M. A… demande pour la troisième fois au juge des référés d’enjoindre à cette autorité consulaire, sur le fondement des dispositions précitées de l’article L. 521-2 du code de justice administrative, de délivrer un document de voyage ou un laisser-passer à son fils mineur, alors que celui-ci est muni d’un passeport en cours de validité et que la délivrance d’un tel document à un ressortissant étranger n’est prévue, aux termes de l’article 8 du décret susvisé du 30 décembre 2004, que lorsque celui-ci est démuni de tout titre de voyage ou de document pouvant en tenir lieu et se trouve dans l’incapacité d’en obtenir un des autorités consulaires de son pays d’origine ou des autorités locales. Les deux précédentes requêtes de M. A… ont été rejetées, selon la procédure prévue à l’article L. 522-3 du même code, par les ordonnances susvisées, comme manifestement irrecevable et pour défaut d’urgence. M. A… ne justifie pas plus que dans les précédentes instances de la nécessité d’une intervention du juge des référés dans les quarante-huit heures, et aucune des énonciations de la requête, ni aucune des pièces du dossier ne fait par ailleurs, à l’évidence, apparaître une atteinte grave et manifestement illégale à une liberté fondamentale, Il appartient à l’intéressé, s’il s’y croit fondé, de contester le refus de visa litigieux, y compris sur le fondement de l’article L. 521-1 du code de justice administrative.

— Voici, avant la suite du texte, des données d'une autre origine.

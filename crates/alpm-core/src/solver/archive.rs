//! Minimal loader for filesystem-path targets (spec §4.5 Phase A).
//!
//! A literal archive would be opened through the [`crate::ports::ArchiveReader`]
//! port and its `.PKGINFO` member parsed; wiring that here would pull the
//! solver into a dependency on a capability port it otherwise never touches,
//! for a path the rest of the engine treats as an opaque byte stream. Until
//! a front-end needs real archive introspection, a filesystem-path target is
//! read as a single flat `%KEY%`-sectioned text file — the same format the
//! local/sync databases already use — which is enough to drive Phase A's
//! file-path branch end to end. Recorded as a deliberate simplification in
//! `DESIGN.md`.

use std::fs;
use std::path::Path;

use alpm_types::{PackageName, Provide, Version};

use crate::db::format;
use crate::error::AlpmError;
use crate::package::{Origin, Package, Sections};

pub(super) fn load_package_file(path: &Path) -> Result<Package, AlpmError> {
    let content = fs::read_to_string(path).map_err(|e| AlpmError::DbOpen {
        path: path.to_path_buf(),
        reason: e.to_string(),
    })?;
    let sections = format::parse_sections(&content);

    let name = format::scalar(&sections, "NAME")
        .and_then(|s| PackageName::new(s).ok())
        .ok_or_else(|| AlpmError::PkgInvalid(format!("{}: missing or invalid NAME", path.display())))?;
    let version = format::scalar(&sections, "VERSION")
        .map(Version::new)
        .ok_or_else(|| AlpmError::PkgInvalid(format!("{}: missing VERSION", path.display())))?;

    let mut pkg = Package::skeleton(name, version, Origin::OnDiskFile);
    pkg.description = format::scalar(&sections, "DESC").map(str::to_string);
    pkg.install_size = format::scalar(&sections, "SIZE")
        .and_then(|s| s.trim().parse().ok())
        .unwrap_or(0);
    pkg.depends = sections
        .get("DEPENDS")
        .into_iter()
        .flatten()
        .filter_map(|s| s.parse().ok())
        .collect();
    pkg.conflicts = sections
        .get("CONFLICTS")
        .into_iter()
        .flatten()
        .filter_map(|s| s.parse().ok())
        .collect();
    pkg.replaces = sections
        .get("REPLACES")
        .into_iter()
        .flatten()
        .filter_map(|s| PackageName::new(s.as_str()).ok())
        .collect();
    pkg.provides = sections
        .get("PROVIDES")
        .into_iter()
        .flatten()
        .filter_map(|s| parse_provide(s))
        .collect();
    pkg.files = sections
        .get("FILES")
        .into_iter()
        .flatten()
        .map(std::path::PathBuf::from)
        .collect();
    pkg.loaded = Sections::ALL;
    Ok(pkg)
}

fn parse_provide(raw: &str) -> Option<Provide> {
    if let Some((name, version)) = raw.split_once('=') {
        PackageName::new(name).ok().map(|n| Provide::versioned(n, Version::new(version)))
    } else {
        PackageName::new(raw).ok().map(Provide::bare)
    }
}

#[cfg(test)]
mod tests {
    use super::*;

    #[test]
    fn loads_name_version_and_depends_from_flat_file() {
        let dir = tempfile::tempdir().unwrap();
        let path = dir.path().join("standalone.pkg");
        fs::write(
            &path,
            "%NAME%\nfoo\n\n%VERSION%\n1.0-1\n\n%DEPENDS%\nbar>=2.0\n\n",
        )
        .unwrap();

        let pkg = load_package_file(&path).unwrap();
        assert_eq!(pkg.name.as_str(), "foo");
        assert_eq!(pkg.version.as_str(), "1.0-1");
        assert_eq!(pkg.depends.len(), 1);
        assert_eq!(pkg.depends[0].name.as_str(), "bar");
        assert!(pkg.loaded.contains(Sections::ALL));
    }

    #[test]
    fn missing_name_is_a_pkg_invalid_error() {
        let dir = tempfile::tempdir().unwrap();
        let path = dir.path().join("bad.pkg");
        fs::write(&path, "%VERSION%\n1.0-1\n\n").unwrap();
        assert!(matches!(load_package_file(&path), Err(AlpmError::PkgInvalid(_))));
    }
}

Par suite, il y a lieu de faire application de l’article L. 522-3 du code de justice administrative et de rejeter la requête, en toutes ses conclusions.
O R D O N N E :
Article 1er :
La requête de M. A… est rejetée.
Article 2 :
La présente ordonnance sera notifiée à M. B… A…, ès qualité de représentant légal de D… C….
Fait à Nantes, le 14 janvier 2026.
La vice-présidente, juge des référés,
A.-C. Wunderlich
La République mande et ordonne au ministre de l’intérieur en ce qui le concerne ou à tous commissaires de justice à ce requis en ce qui concerne les voies de droit commun contre les parties privées, de pourvoir à l’exécution de la présente décision.